February was a positive month for global markets. The shortest month of the year passed without any major surprises, with the common thread of economic optimism balancing against political uncertainty. Donald Trump was the obvious talking point with further hyperbole regarding his policy stance, whilst increasing scrutiny in Europe also played a dominate role. Within equities, strong economic and corporate data in the U.S. helped push equities higher. A similar theme was evident elsewhere, as emerging markets saw a material increase that edged out developed markets and added to an apparent recovery that is underway (see below image).

 

On the local front, equities came under pressure from a stronger rand which had broad based impacts on the large multinational counters and resources. The largest declines came from the latter as a firmer rand, and more tempered expectations regarding US infrastructure spending and Chinese iron ore demand led to a significant correction in mining share prices in February. The greater fiscal discipline emphasized in the annual budget and stability in the treasury promoted greater confidence. This led to mild gains from local bonds and further rand appreciation in February.

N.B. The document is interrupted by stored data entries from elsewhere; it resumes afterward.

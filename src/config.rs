//! Configuration management for the application.
//!
//! This module handles loading, validating, and saving application configuration
//! in TOML format with platform-specific directory resolution.

use anyhow::{Context, Result};
use serde::{Deserialize, Serialize};
use std::collections::HashSet;
use std::fs;
use std::path::PathBuf;
use std::time::Duration;

use crate::constants::{CONFIG_DIR_ENV, CONFIG_DIR_NAME, DARK_OVERRIDE_GROUP, LIGHT_GROUP};
use crate::models::NamedRegion;

/// Theme display mode preference for the terminal admin editor.
#[derive(Debug, Clone, Copy, PartialEq, Eq, Serialize, Deserialize, Default)]
pub enum ThemeMode {
    /// Automatically detect OS theme (dark/light)
    #[default]
    Auto,
    /// Always use dark theme
    Dark,
    /// Always use light theme
    Light,
}

/// Path configuration for file system locations.
#[derive(Debug, Clone, PartialEq, Eq, Serialize, Deserialize, Default)]
pub struct PathConfig {
    /// Directory holding persisted content (defaults to `<config dir>/storage`)
    #[serde(default)]
    pub storage_dir: Option<PathBuf>,
    /// Directory the remote content payloads are mirrored into, if any
    #[serde(default)]
    pub remote_mirror_dir: Option<PathBuf>,
    /// File contact form submissions are appended to, if any
    #[serde(default)]
    pub contact_outbox: Option<PathBuf>,
}

/// A single tracked page region.
#[derive(Debug, Clone, PartialEq, Serialize, Deserialize)]
pub struct RegionConfig {
    /// Region identifier (matches the fragment used to link to it)
    pub id: String,
    /// Visibility ratio override; the section default applies when absent
    #[serde(default)]
    pub threshold: Option<f64>,
    /// Semantic groups, e.g. "light-background" or "dark-override"
    #[serde(default)]
    pub groups: Vec<String>,
}

impl RegionConfig {
    fn new(id: &str, groups: &[&str]) -> Self {
        Self {
            id: id.to_string(),
            threshold: None,
            groups: groups.iter().map(ToString::to_string).collect(),
        }
    }
}

/// Region tracking configuration.
#[derive(Debug, Clone, PartialEq, Serialize, Deserialize)]
pub struct RegionsConfig {
    /// Default visibility ratio for regions without their own threshold
    #[serde(default = "default_threshold")]
    pub threshold: f64,
    /// Tracked regions in page order
    #[serde(default = "default_regions")]
    pub tracked: Vec<RegionConfig>,
}

fn default_threshold() -> f64 {
    0.1
}

fn default_regions() -> Vec<RegionConfig> {
    vec![
        RegionConfig::new("achievements", &[LIGHT_GROUP]),
        RegionConfig::new("about-us", &[LIGHT_GROUP]),
        RegionConfig::new("gallery", &[]),
        RegionConfig::new("admissions", &[LIGHT_GROUP]),
        RegionConfig::new("testimonials", &[DARK_OVERRIDE_GROUP]),
        RegionConfig::new("contact", &[LIGHT_GROUP]),
    ]
}

impl Default for RegionsConfig {
    fn default() -> Self {
        Self {
            threshold: default_threshold(),
            tracked: default_regions(),
        }
    }
}

impl RegionsConfig {
    /// Builds the named regions described by this configuration.
    pub fn named_regions(&self) -> Vec<NamedRegion> {
        self.tracked
            .iter()
            .map(|region| NamedRegion {
                id: region.id.as_str().into(),
                threshold: region.threshold.unwrap_or(self.threshold),
                groups: region.groups.clone(),
            })
            .collect()
    }
}

/// Upload limits for banner images.
#[derive(Debug, Clone, PartialEq, Eq, Serialize, Deserialize)]
pub struct UploadConfig {
    /// Maximum accepted image size in bytes
    pub max_bytes: u64,
}

impl Default for UploadConfig {
    fn default() -> Self {
        Self {
            max_bytes: 2 * 1024 * 1024,
        }
    }
}

/// Durable storage settings.
#[derive(Debug, Clone, PartialEq, Eq, Serialize, Deserialize)]
pub struct StorageConfig {
    /// Total bytes the storage directory may hold (0 disables the quota)
    pub quota_bytes: u64,
}

impl Default for StorageConfig {
    fn default() -> Self {
        Self {
            quota_bytes: 5 * 1024 * 1024,
        }
    }
}

/// Content editor settings.
#[derive(Debug, Clone, PartialEq, Eq, Serialize, Deserialize)]
pub struct EditorConfig {
    /// How long a remote write may take before the save is reported as failed
    pub save_timeout_ms: u64,
}

impl Default for EditorConfig {
    fn default() -> Self {
        Self {
            save_timeout_ms: 10_000,
        }
    }
}

impl EditorConfig {
    /// Save timeout as a [`Duration`].
    pub fn save_timeout(&self) -> Duration {
        Duration::from_millis(self.save_timeout_ms)
    }
}

/// Navigation and scrolling settings.
#[derive(Debug, Clone, PartialEq, Eq, Serialize, Deserialize)]
pub struct NavigationConfig {
    /// Delay before the single retry when a fragment target is not mounted yet
    pub fragment_retry_ms: u64,
    /// Vertical offset after which the header switches to its scrolled style
    pub scroll_threshold_px: u32,
}

impl Default for NavigationConfig {
    fn default() -> Self {
        Self {
            fragment_retry_ms: 100,
            scroll_threshold_px: 50,
        }
    }
}

impl NavigationConfig {
    /// Fragment retry delay as a [`Duration`].
    pub fn fragment_retry(&self) -> Duration {
        Duration::from_millis(self.fragment_retry_ms)
    }
}

/// UI preferences configuration.
#[derive(Debug, Clone, PartialEq, Eq, Serialize, Deserialize, Default)]
pub struct UiConfig {
    /// Theme mode preference (Auto, Dark, Light)
    #[serde(default)]
    pub theme_mode: ThemeMode,
}

/// Application configuration.
///
/// # File Location
///
/// - Linux: `~/.config/CampusView/config.toml`
/// - macOS: `~/Library/Application Support/CampusView/config.toml`
/// - Windows: `%APPDATA%\CampusView\config.toml`
///
/// Setting `CAMPUS_VIEW_CONFIG_DIR` replaces the directory entirely.
#[derive(Debug, Clone, PartialEq, Serialize, Deserialize, Default)]
pub struct Config {
    /// File system paths
    #[serde(default)]
    pub paths: PathConfig,
    /// Tracked regions and theme groups
    #[serde(default)]
    pub regions: RegionsConfig,
    /// Upload limits
    #[serde(default)]
    pub uploads: UploadConfig,
    /// Durable storage settings
    #[serde(default)]
    pub storage: StorageConfig,
    /// Content editor settings
    #[serde(default)]
    pub editor: EditorConfig,
    /// Navigation settings
    #[serde(default)]
    pub navigation: NavigationConfig,
    /// UI preferences
    #[serde(default)]
    pub ui: UiConfig,
}

impl Config {
    /// Creates a new Config with default values.
    #[must_use]
    pub fn new() -> Self {
        Self::default()
    }

    /// Checks if the config file exists on disk.
    #[must_use]
    pub fn exists() -> bool {
        Self::config_file_path()
            .map(|path| path.exists())
            .unwrap_or(false)
    }

    /// Gets the config directory path.
    ///
    /// Honors `CAMPUS_VIEW_CONFIG_DIR`, otherwise:
    /// - Linux: `~/.config/CampusView/`
    /// - macOS: `~/Library/Application Support/CampusView/`
    /// - Windows: `%APPDATA%\CampusView\`
    pub fn config_dir() -> Result<PathBuf> {
        if let Some(dir) = std::env::var_os(CONFIG_DIR_ENV) {
            return Ok(PathBuf::from(dir));
        }

        let config_dir = dirs::config_dir()
            .context("Failed to determine config directory")?
            .join(CONFIG_DIR_NAME);

        Ok(config_dir)
    }

    /// Gets the full path to the config file.
    pub fn config_file_path() -> Result<PathBuf> {
        Ok(Self::config_dir()?.join("config.toml"))
    }

    /// Resolves the storage directory, falling back to `<config dir>/storage`.
    pub fn storage_dir(&self) -> Result<PathBuf> {
        match &self.paths.storage_dir {
            Some(dir) => Ok(dir.clone()),
            None => Ok(Self::config_dir()?.join("storage")),
        }
    }

    /// Loads configuration from the config file.
    ///
    /// If the file doesn't exist, returns default configuration.
    pub fn load() -> Result<Self> {
        let config_path = Self::config_file_path()?;

        if !config_path.exists() {
            return Ok(Self::new());
        }

        let content = fs::read_to_string(&config_path).context(format!(
            "Failed to read config file: {}",
            config_path.display()
        ))?;

        let config: Self = toml::from_str(&content).context(format!(
            "Failed to parse config file: {}",
            config_path.display()
        ))?;

        config.validate()?;
        Ok(config)
    }

    /// Saves configuration to the config file using atomic write.
    ///
    /// Uses temp file + rename pattern for atomic writes.
    pub fn save(&self) -> Result<()> {
        self.validate()?;

        let config_dir = Self::config_dir()?;
        fs::create_dir_all(&config_dir).context(format!(
            "Failed to create config directory: {}",
            config_dir.display()
        ))?;

        let content = toml::to_string_pretty(self).context("Failed to serialize configuration")?;

        let config_path = Self::config_file_path()?;
        let temp_path = config_path.with_extension("toml.tmp");

        fs::write(&temp_path, content).context(format!(
            "Failed to write temp config file: {}",
            temp_path.display()
        ))?;

        fs::rename(&temp_path, &config_path).context(format!(
            "Failed to rename temp config file to: {}",
            config_path.display()
        ))?;

        Ok(())
    }

    /// Validates configuration values.
    ///
    /// Checks:
    /// - every threshold lies in [0, 1]
    /// - region ids are non-empty and unique
    /// - the upload limit is non-zero
    pub fn validate(&self) -> Result<()> {
        if !(0.0..=1.0).contains(&self.regions.threshold) {
            anyhow::bail!(
                "Default region threshold must be between 0 and 1 (got {})",
                self.regions.threshold
            );
        }

        let mut seen = HashSet::new();
        for region in &self.regions.tracked {
            if region.id.trim().is_empty() {
                anyhow::bail!("Region id cannot be empty");
            }
            if !seen.insert(region.id.as_str()) {
                anyhow::bail!("Region '{}' is listed more than once", region.id);
            }
            if let Some(threshold) = region.threshold {
                if !(0.0..=1.0).contains(&threshold) {
                    anyhow::bail!(
                        "Threshold for region '{}' must be between 0 and 1 (got {})",
                        region.id,
                        threshold
                    );
                }
            }
        }

        if self.uploads.max_bytes == 0 {
            anyhow::bail!("Upload limit must be greater than zero");
        }

        Ok(())
    }
}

Below are the index highlights for the month of January:

 

  • The All Share Index lost -3.1% in February, giving back a large portion of the previous month’s gain. The index now has an annual return of 6.3%.

 

  • Small-cap shares, which benefitted from a stronger rand, led monthly performance with a 1.9% return in February.Mid-cap shares provided a mixed bag in terms of performance with a return of -0.4% for the month. The performance of resource shares was a notable driver of negative returns in this market segment.  Large-cap shares had a tough month returning -3.9% in February. Rand strength negatively impacted rand hedge shares, while more tempered iron ore demand expectations led to significant declines in the share prices of BHP Billiton and Anglo American, which are the index’s 3rd and 4th largest constituents respectively.

 

  • The MSCI World Index ended the month up 2.8%, which means the index has gained 22.0% in US dollar terms over the past year! The index’s largest contributor, the US, rallied strongly with the S&P 500 posting a 4.0% gain in February. Positive economic and corporate data published in the world’s largest economy buoyed equity market returns in February. Elsewhere, the UK’s FTSE 100 had a decent month continuing a positive trend by posting a US dollar return of 1.9% for the month. Japan’s Nikkei 22 and Germany’s FSE DAX also ended the month up with mildly positive returns of 1.1% and 0.9% in US dollar terms.

 

  • Emerging markets had another strong month, as improving sentiment and better economic growth prospects encouraged, what seems to be, a sustained recovery. TheMSCI Emerging Markets Index gained 3.1% for the month in US dollars, leaving gains at 29.9% over the past year! Chinese markets were an important driver of monthly gains, with the SSE Composite producing a 2.8% US dollar return in February.

 

  • It was a positive month for local fixed income investors, as a relatively stable economic and political environment led to retreating bond yields. The All Bond Index(ALBI) gained 0.7% in February.

 

  • Listed Property was flat for the month with a return of -0.4% in February. The sector was affected by the opposing effects of marginally declining bond yields and the negative impact of rand strength on those constituents with predominantly offshore earnings.

 

  • Cash returned a stable 0.6% for the month.

 

  • The US dollar price of Oil was flat in February, showing only a marginal decline of -0.2% for the month. Over the past year oil has gained by 54.6%, and while production cuts from major oil producing countries have helped stabilise its price in the mid-$50 per barrel range, supply shocks remain a threat. The Gold price gained by 3.5% in US dollar terms in February on the back of a weaker US dollar. The US dollar price of Platinum also ended the month up, with a gain of 3.8% in February.

 

  • From a foreigner’s perspective, the rand gained further ground against major currencies in February. Despite a churning rumour mill, South Africa’s finance minister remains in office and firmly made the case for greater fiscal discipline in the annual budget. A relatively stable political environment and signals of greater economic stability fuelled improving sentiment which in turn saw the rand appreciate by 3.1% against the US dollar over the course of the month.  The rand also appreciated against the euro and pound sterling by 4.8% and 4.2% in February respectively.